Painting
20th century

Dada

If a culture could produce the Western Front, the Dadaists concluded, then meaning itself had to be put on trial.

CH  —  The anti-art movement born in Zurich in 1916 that responded to the carnage of World War I with absurdity, chance, and provocation

Dada is the anti-art movement born in zurich in 1916 that responded to the carnage of world war i with absurdity, chance, and provocation.

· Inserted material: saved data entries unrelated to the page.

use super::handlers::{
    detect_food::{__path_detect_food, detect_food},
    get_food_info::{__path_get_food_info, get_food_info},
    list_info_types::{__path_list_info_types, list_info_types},
    welcome::{__path_welcome, welcome},
};
use crate::application::http::server::app_state::AppState;
use axum::{
    Router,
    routing::{get, post},
};
use foodvision_core::domain::food_vision::ports::FoodRecognitionService;
use utoipa::OpenApi;

#[derive(OpenApi)]
#[openapi(paths(welcome, detect_food, get_food_info, list_info_types))]
pub struct FoodVisionApiDoc;

pub fn food_vision_routes<S>(root_path: &str) -> Router<AppState<S>>
where
    S: FoodRecognitionService + 'static,
{
    Router::new()
        .route(&format!("{}/", root_path), get(welcome::<S>))
        .route(&format!("{}/detect", root_path), post(detect_food::<S>))
        .route(&format!("{}/detect_food", root_path), post(detect_food::<S>))
        .route(&format!("{}/food-info", root_path), post(get_food_info::<S>))
        .route(&format!("{}/food_info", root_path), post(get_food_info::<S>))
        .route(&format!("{}/info-types", root_path), get(list_info_types))
}
use std::sync::Arc;

use crate::args::Args;

pub struct AppState<S> {
    pub args: Arc<Args>,
    pub service: Arc<S>,
}

impl<S> AppState<S> {
    pub fn new(args: Arc<Args>, service: S) -> Self {
        Self {
            args,
            service: Arc::new(service),
        }
    }
}

impl<S> Clone for AppState<S> {
    fn clone(&self) -> Self {
        Self {
            args: Arc::clone(&self.args),
            service: Arc::clone(&self.service),
        }
    }
}
use crate::application::http::{
    food_vision::validators::{InfoTypesResponse, info_categories},
    server::api_entities::response::Response,
};

#[utoipa::path(
    get,
    path = "/info-types",
    tag = "food-vision",
    summary = "List info categories",
    description = "The documented follow-up categories. The info endpoint accepts other values too.",
    responses(
        (status = 200, body = InfoTypesResponse)
    ),
)]
pub async fn list_info_types() -> Response<InfoTypesResponse> {
    Response::OK(InfoTypesResponse {
        data: info_categories(),
    })
}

Dada was founded in February 1916 at the Cabaret Voltaire in Zurich by exiles from a Europe at war: Hugo Ball, Emmy Hennings, Tristan Tzara, Marcel Janco, Jean Arp, and others. The movement took its nonsense name to signal a refusal of all the meanings the war had ridiculed. Dada manifested as cabaret performance, sound poetry, photomontage, collage, found objects, and chance-based composition. Marcel Duchamp's readymades — 'Bicycle Wheel' (1913), 'Fountain' (1917) — were absorbed into the Dada canon, though Duchamp had begun the work independently. Dada spread to Berlin (Hannah Höch, John Heartfield, Raoul Hausmann, George Grosz), Hanover (Kurt Schwitters and his sustained 'Merz' project), Cologne (Max Ernst), Paris (Picabia, Tzara, the early Surrealists), and New York (Duchamp, Man Ray, Picabia). By 1924 most of the European Dadaists had migrated into Surrealism, but Dada's strategies — chance, appropriation, anti-aesthetic provocation — reappeared in Fluxus, Pop Art, conceptual art, punk, and most of late 20th-century avant-garde practice.